Но и Аветисов не сумел добиться сколько-нибудь заметных улучшений дисциплины, наоборот, его царскорежимные замашки и требовательность вызывали раздражение и ропот солдат.
Вот почему Ильяшевич обрадовался поручению Деникина послать в Закаспий на помощь белогвардейскому генералу, терпящему поражение и отступающему под ударами Красной Армии, четыре тысячи штыков. Ильяшевич рассчитывал этим убить сразу двух зайцев: выслужиться перед Деникиным и избавиться от неугодных частей.
Все вызванные на совещание в столь неурочный час были немало удивлены, что „батюшка“, имевший привычку после обильной еды и возлияний сразу же отправляться спать, вздумал заседать, и шли неохотно.
Когда все собрались, Ильяшевич, борясь с сонливостью, важно начал:
— Господа, я вызвал вас по делу, не терпящему отлагательства. — Он изложил суть поручения Деникина и продолжал: — Приказываю перевести весь гарнизон на казарменное положение. Вы, господа командиры, приведите свои части в боевую готовность. Оденьте, обуйте солдат, ходят черт знает в каком виде! Совсем разболтались и закисли без горячего дела. Полная расхлябанность! Ну, думаю, весть о выступлении взбодрит их и положит конец всему, с чем не мог сладить наш уважаемый прокурор, — усмехнулся он в пышные усы.

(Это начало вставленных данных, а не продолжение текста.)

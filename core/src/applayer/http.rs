//! HTTP request sniffing.
//!
//! A deliberately small parser over the to-server byte stream: request
//! line, `Host`, and `User-Agent`, plus the raw header block. Enough for
//! the `http_uri`/`uricontent`/`http_raw_header` predicates and the flat
//! HTTP log line; full protocol analysis belongs to an external parser.

/// Pending-bytes cap; requests with larger head sections are skipped.
const MAX_PENDING: usize = 64 * 1024;

/// One parsed request head.
#[derive(Debug, Clone, Default)]
pub struct HttpRequest {
    pub method: String,
    pub uri: String,
    pub host: Option<String>,
    pub user_agent: Option<String>,
    /// Raw header block: everything between the request line and the blank
    /// line, unnormalised.
    pub raw_headers: Vec<u8>,
}

/// Per-flow HTTP state over the to-server direction.
#[derive(Debug, Default)]
pub struct HttpState {
    pending: Vec<u8>,
    pub requests: Vec<HttpRequest>,
    /// How many requests the http log has already written.
    pub logged: usize,
}

impl HttpState {
    pub fn new() -> Self {
        HttpState::default()
    }

    /// Feeds reassembled to-server bytes; parses any complete request
    /// heads. Returns the number of new requests.
    pub fn feed(&mut self, data: &[u8]) -> usize {
        self.pending.extend_from_slice(data);
        let mut parsed = 0;
        loop {
            let Some(head_len) = find_head_end(&self.pending) else {
                if self.pending.len() > MAX_PENDING {
                    self.pending.clear();
                }
                break;
            };
            match self.parse_head(head_len) {
                Some(req) => {
                    self.requests.push(req);
                    parsed += 1;
                }
                None => {
                    // Not HTTP; stop trying on this flow's buffered bytes.
                    self.pending.clear();
                    break;
                }
            }
            self.pending.drain(..head_len);
        }
        parsed
    }

    fn parse_head(&self, head_len: usize) -> Option<HttpRequest> {
        let head = &self.pending[..head_len];
        let mut headers = [httparse::EMPTY_HEADER; 32];
        let mut req = httparse::Request::new(&mut headers);
        match req.parse(head) {
            Ok(httparse::Status::Complete(_)) => {}
            _ => return None,
        }
        let method = req.method?.to_string();
        let uri = req.path?.to_string();
        let mut host = None;
        let mut user_agent = None;
        for h in req.headers.iter() {
            if h.name.eq_ignore_ascii_case("host") {
                host = String::from_utf8(h.value.to_vec()).ok();
            } else if h.name.eq_ignore_ascii_case("user-agent") {
                user_agent = String::from_utf8(h.value.to_vec()).ok();
            }
        }
        // Raw headers start after the request line's CRLF.
        let line_end = head
            .windows(2)
            .position(|w| w == b"\r\n")
            .map(|p| p + 2)
            .unwrap_or(0);
        Some(HttpRequest {
            method,
            uri,
            host,
            user_agent,
            raw_headers: head[line_end..].to_vec(),
        })
    }

    /// The most recently parsed request, the one predicates evaluate.
    pub fn last_request(&self) -> Option<&HttpRequest> {
        self.requests.last()
    }
}

/// Offset just past the `\r\n\r\n` terminating a request head.
fn find_head_end(buf: &[u8]) -> Option<usize> {
    buf.windows(4).position(|w| w == b"\r\n\r\n").map(|p| p + 4)
}
impl Runtime {
    pub fn new(cfg: RuntimeConfig, detect: DetectEngine) -> Result<Runtime> {
        cfg.validate()?;
        Ok(Runtime {
            cfg,
            detect: Arc::new(detect),
            kill: Arc::new(AtomicBool::new(false)),
        })
    }

    /// Flag that interrupts the run; wire it to SIGINT/SIGTERM.
    pub fn shutdown_handle(&self) -> Arc<AtomicBool> {
        Arc::clone(&self.kill)
    }

    /// Runs the engine to completion (source EOF or shutdown signal).
    pub fn run(self) -> Result<()> {
        let registry = StatsRegistry::new();
        let clock = Arc::new(EngineClock::new());
        clock.set(crate::utils::time::Timestamp::now());
        let pool: Arc<Pool<Packet>> = Arc::new(Pool::new(
            "packets",
            self.cfg.mempool.capacity,
            self.cfg.mempool.prealloc,
            Packet::default,
        ));
        let table = Arc::new(FlowTable::new(&self.cfg.flow));
        let stream = Arc::new(StreamEngine::new(
            &self.cfg.stream,
            registry.register_thread("stream"),
        ));
        let outputs = build_outputs(&self.cfg.outputs, Arc::clone(&clock))?;

        let offline = self.cfg.source.pcap_file.is_some();
        let source: Box<dyn PacketSource> = if let Some(path) = &self.cfg.source.pcap_file {
            Box::new(PcapFileSource::open(path)?)
        } else {
            Box::new(PcapLiveSource::open(&self.cfg.source)?)
        };

        let runmode = match self.cfg.pipeline.runmode {
            RunMode::Auto => {
                if offline {
                    RunMode::Workers
                } else {
                    RunMode::AutoFp
                }
            }
            explicit => explicit,
        };
        log::info!("starting in {:?} runmode", runmode);

        let rejects = Arc::new(Mutex::new(Vec::new()));
        let mut handles: Vec<JoinHandle<()>> = Vec::new();
        let mut tvs: Vec<(String, Arc<crate::pipeline::TvFlags>)> = Vec::new();

        // Management threads run for the whole engine lifetime.
        let mgmt_kill = Arc::new(AtomicBool::new(false));
        let (stats_tx, stats_rx) = unbounded();
        {
            let manager = FlowManager::new(
                Arc::clone(&table),
                Arc::clone(&clock),
                registry.register_thread("flow-manager"),
                Duration::from_millis(self.cfg.flow.manager_interval),
            );
            let kill = Arc::clone(&mgmt_kill);
            let affinity = self.cfg.pipeline.affinity.management.clone();
            handles.push(spawn_named("flow-manager", move || {
                pin_to(&affinity, 0);
                manager.run(kill);
            })?);
        }
        {
            let registry = Arc::clone(&registry);
            let kill = Arc::clone(&mgmt_kill);
            let interval = Duration::from_secs(self.cfg.pipeline.stats_interval.max(1));
            let affinity = self.cfg.pipeline.affinity.management.clone();
            handles.push(spawn_named("stats-wakeup", move || {
                pin_to(&affinity, 1);
                aggregator_loop(registry, interval, kill, Some(stats_tx));
            })?);
        }

        // Pipeline stage threads, leaves first.
        let mut stage_handles: Vec<(String, JoinHandle<()>)> = Vec::new();
        match runmode {
            RunMode::Workers | RunMode::Auto => {
                let tv = ThreadVars::new("worker-0");
                tvs.push((tv.name.clone(), Arc::clone(&tv.flags)));
                let mut worker = StageWorker {
                    tv,
                    slots: vec![
                        Slot::Decode(DecodeSlot {
                            pool: Arc::clone(&pool),
                            counters: registry.register_thread("worker-0.decode"),
                        }),
                        Slot::FlowAttach(FlowSlot {
                            table: Arc::clone(&table),
                            clock: Arc::clone(&clock),
                            counters: registry.register_thread("worker-0.flow"),
                        }),
                        Slot::Stream(StreamSlot {
                            engine: Arc::clone(&stream),
                        }),
                        Slot::Detect(DetectSlot {
                            engine: Arc::clone(&self.detect),
                            ctx: DetectThreadCtx::new(),
                            counters: registry.register_thread("worker-0.detect"),
                        }),
                        Slot::Respond(RespondSlot {
                            rejects: Some(Arc::clone(&rejects)),
                            verdicts: None,
                            counters: registry.register_thread("worker-0.respond"),
                        }),
                    ],
                    input: StageInput::Source(source),
                    sink: StageSink::Output(OutputSink {
                        loggers: outputs,
                        pool: Arc::clone(&pool),
                        counters: registry.register_thread("worker-0.output"),
                    }),
                    pool: Arc::clone(&pool),
                    kill: Arc::clone(&self.kill),
                    upstream_done: None,
                    done: Arc::new(AtomicBool::new(false)),
                    counters: registry.register_thread("worker-0"),
                    rejects: Some(Arc::clone(&rejects)),
                    stats_rx: Some(stats_rx),
                };
                let affinity = self.cfg.pipeline.affinity.worker.clone();
                stage_handles.push((
                    "worker-0".into(),
                    spawn_named("worker-0", move || {
                        pin_to(&affinity, 0);
                        worker.run();
                    })?,
                ));
            }
            RunMode::AutoFp => {
                let nworkers = self.cfg.pipeline.workers.max(1);
                let depth = self.cfg.pipeline.queue_depth;
                let worker_queues: Vec<Arc<PacketQueue>> = (0..nworkers)
                    .map(|i| Arc::new(PacketQueue::new(&format!("pickup-{}", i), depth)))
                    .collect();
                let out_queue = Arc::new(PacketQueue::new("output", depth));
                let rx_done = Arc::new(AtomicBool::new(false));
                let workers_done = Arc::new(AtomicBool::new(false));

                // Receive + decode + flow attach.
                {
                    let tv = ThreadVars::new("receive");
                    tvs.push((tv.name.clone(), Arc::clone(&tv.flags)));
                    let mut rx = StageWorker {
                        tv,
                        slots: vec![
                            Slot::Decode(DecodeSlot {
                                pool: Arc::clone(&pool),
                                counters: registry.register_thread("receive.decode"),
                            }),
                            Slot::FlowAttach(FlowSlot {
                                table: Arc::clone(&table),
                                clock: Arc::clone(&clock),
                                counters: registry.register_thread("receive.flow"),
                            }),
                        ],
                        input: StageInput::Source(source),
                        sink: StageSink::Forward(QueueHandler::FlowAffine(
                            worker_queues.clone(),
                        )),
                        pool: Arc::clone(&pool),
                        kill: Arc::clone(&self.kill),
                        upstream_done: None,
                        done: Arc::clone(&rx_done),
                        counters: registry.register_thread("receive"),
                        rejects: Some(Arc::clone(&rejects)),
                        stats_rx: None,
                    };
                    let affinity = self.cfg.pipeline.affinity.receive.clone();
                    stage_handles.push((
                        "receive".into(),
                        spawn_named("receive", move || {
                            pin_to(&affinity, 0);
                            rx.run();
                        })?,
                    ));
                }

                // Stream + detect + respond workers, flow-pinned.
                for (i, in_queue) in worker_queues.iter().enumerate() {
                    let name = format!("worker-{}", i);
                    let tv = ThreadVars::new(&name);
                    tvs.push((tv.name.clone(), Arc::clone(&tv.flags)));
                    let mut worker = StageWorker {
                        tv,
                        slots: vec![
                            Slot::Stream(StreamSlot {
                                engine: Arc::clone(&stream),
                            }),
                            Slot::Detect(DetectSlot {
                                engine: Arc::clone(&self.detect),
                                ctx: DetectThreadCtx::new(),
                                counters: registry
                                    .register_thread(&format!("{}.detect", name)),
                            }),
                            Slot::Respond(RespondSlot {
                                rejects: Some(Arc::clone(&rejects)),
                                verdicts: None,
                                counters: registry
                                    .register_thread(&format!("{}.respond", name)),
                            }),
                        ],
                        input: StageInput::Queue(Arc::clone(in_queue)),
                        sink: StageSink::Forward(QueueHandler::Simple(Arc::clone(
                            &out_queue,
                        ))),
                        pool: Arc::clone(&pool),
                        kill: Arc::clone(&self.kill),
                        upstream_done: Some(Arc::clone(&rx_done)),
                        done: Arc::new(AtomicBool::new(false)),
                        counters: registry.register_thread(&name),
                        rejects: None,
                        stats_rx: None,
                    };
                    let affinity = self.cfg.pipeline.affinity.worker.clone();
                    stage_handles.push((
                        name.clone(),
                        spawn_named(&name, move || {
                            pin_to(&affinity, i);
                            worker.run();
                        })?,
                    ));
                }

                // Output fan-out.
                {
                    let tv = ThreadVars::new("output");
                    tvs.push((tv.name.clone(), Arc::clone(&tv.flags)));
                    let mut out = StageWorker {
                        tv,
                        slots: Vec::new(),
                        input: StageInput::Queue(Arc::clone(&out_queue)),
                        sink: StageSink::Output(OutputSink {
                            loggers: outputs,
                            pool: Arc::clone(&pool),
                            counters: registry.register_thread("output.sink"),
                        }),
                        pool: Arc::clone(&pool),
                        kill: Arc::clone(&self.kill),
                        upstream_done: Some(Arc::clone(&workers_done)),
                        done: Arc::new(AtomicBool::new(false)),
                        counters: registry.register_thread("output"),
                        rejects: None,
                        stats_rx: Some(stats_rx),
                    };
                    let affinity = self.cfg.pipeline.affinity.output.clone();
                    stage_handles.push((
                        "output".into(),
                        spawn_named("output", move || {
                            pin_to(&affinity, 0);
                            out.run();
                        })?,
                    ));
                }

                // Join in pipeline order: receive, workers, then output.
                let mut iter = stage_handles.drain(..);
                let (name, rx_handle) = iter.next().expect("receive stage");
                let rest: Vec<_> = iter.collect();
                join_stage(&name, rx_handle);
                let (out_entry, worker_entries): (Vec<_>, Vec<_>) =
                    rest.into_iter().partition(|(n, _)| n == "output");
                for (name, handle) in worker_entries {
                    join_stage(&name, handle);
                }
                workers_done.store(true, Ordering::Release);
                for (name, handle) in out_entry {
                    join_stage(&name, handle);
                }
            }
        }

        // Workers runmode joins here; autofp already joined above.
        for (name, handle) in stage_handles {
            join_stage(&name, handle);
        }

        // Stop management, then settle the tables.
        mgmt_kill.store(true, Ordering::Release);
        let drained = table.drain();
        log::info!("drained {} flows at shutdown", drained);

        let failed = tvs
            .iter()
            .filter(|(name, flags)| {
                let failed = flags.is_set(THV_FAILED);
                if failed {
                    log::error!("stage {} reported failure", name);
                }
                failed
            })
            .count();

        for handle in handles {
            let _ = handle.join();
        }

        // Packet conservation: every pool buffer came home.
        if pool.alloc_count() != pool.return_count() || pool.outstanding() != 0 {
            log::error!(
                "packet pool imbalance: {} allocated, {} returned",
                pool.alloc_count(),
                pool.return_count()
            );
        }

        let final_stats = registry.aggregate();
        for (name, value) in &final_stats {
            log::info!("counter {} = {}", name, value);
        }

        if failed > 0 {
            bail!("{} pipeline stage(s) failed", failed);
        }
        Ok(())
    }
}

— Вы уверены? — Дубянский покачал головой и хотел сказать еще что-то, но Ильяшевич уже обратился к Аветисову:
— Вы, полковник, вместе с Дубянским составьте список. Включите в него в первую очередь части, доставшиеся нам в наследство от покойной памяти бакинской совдепии, — снова усмехнулся он. — К их чести сказать, воевать они умеют. Итак, за дело, господа. Даю сроку три дня… Однако помните, цель похода держать под строгим секретом, даже от младших командиров! Ну, с богом!
С утра гарнизонные казармы закишели, как потревоженный муравейник. Всякие увольнения в город были отменены. Начались бесконечные построения, переклички, проверки, строевые занятия. Каптенармус открыл свою каптерку, стал раздавать остатки залежавшегося обмундирования.
— В поход! Выступаем! — слышалось повсюду.
— Куда? Зачем? Против кого выступаем? — осаждали бойцы членов солдатских комитетов, но те ничего не знали.
Поначалу все думали, что выступают против персидских банд, объявившихся на границе, в сорока верстах от Ленкорани, в Астаринском участке уезда.
Всех жаловавшихся на здоровье, в первую очередь маляриков, — а их было хоть отбавляй! — направили к гарнизонному врачу, молодому доктору Сидамонову, вечно ходившему в студенческой куртке. Аветисов строго-настрого приказал ему никаких свидетельств о недомогании не выдавать.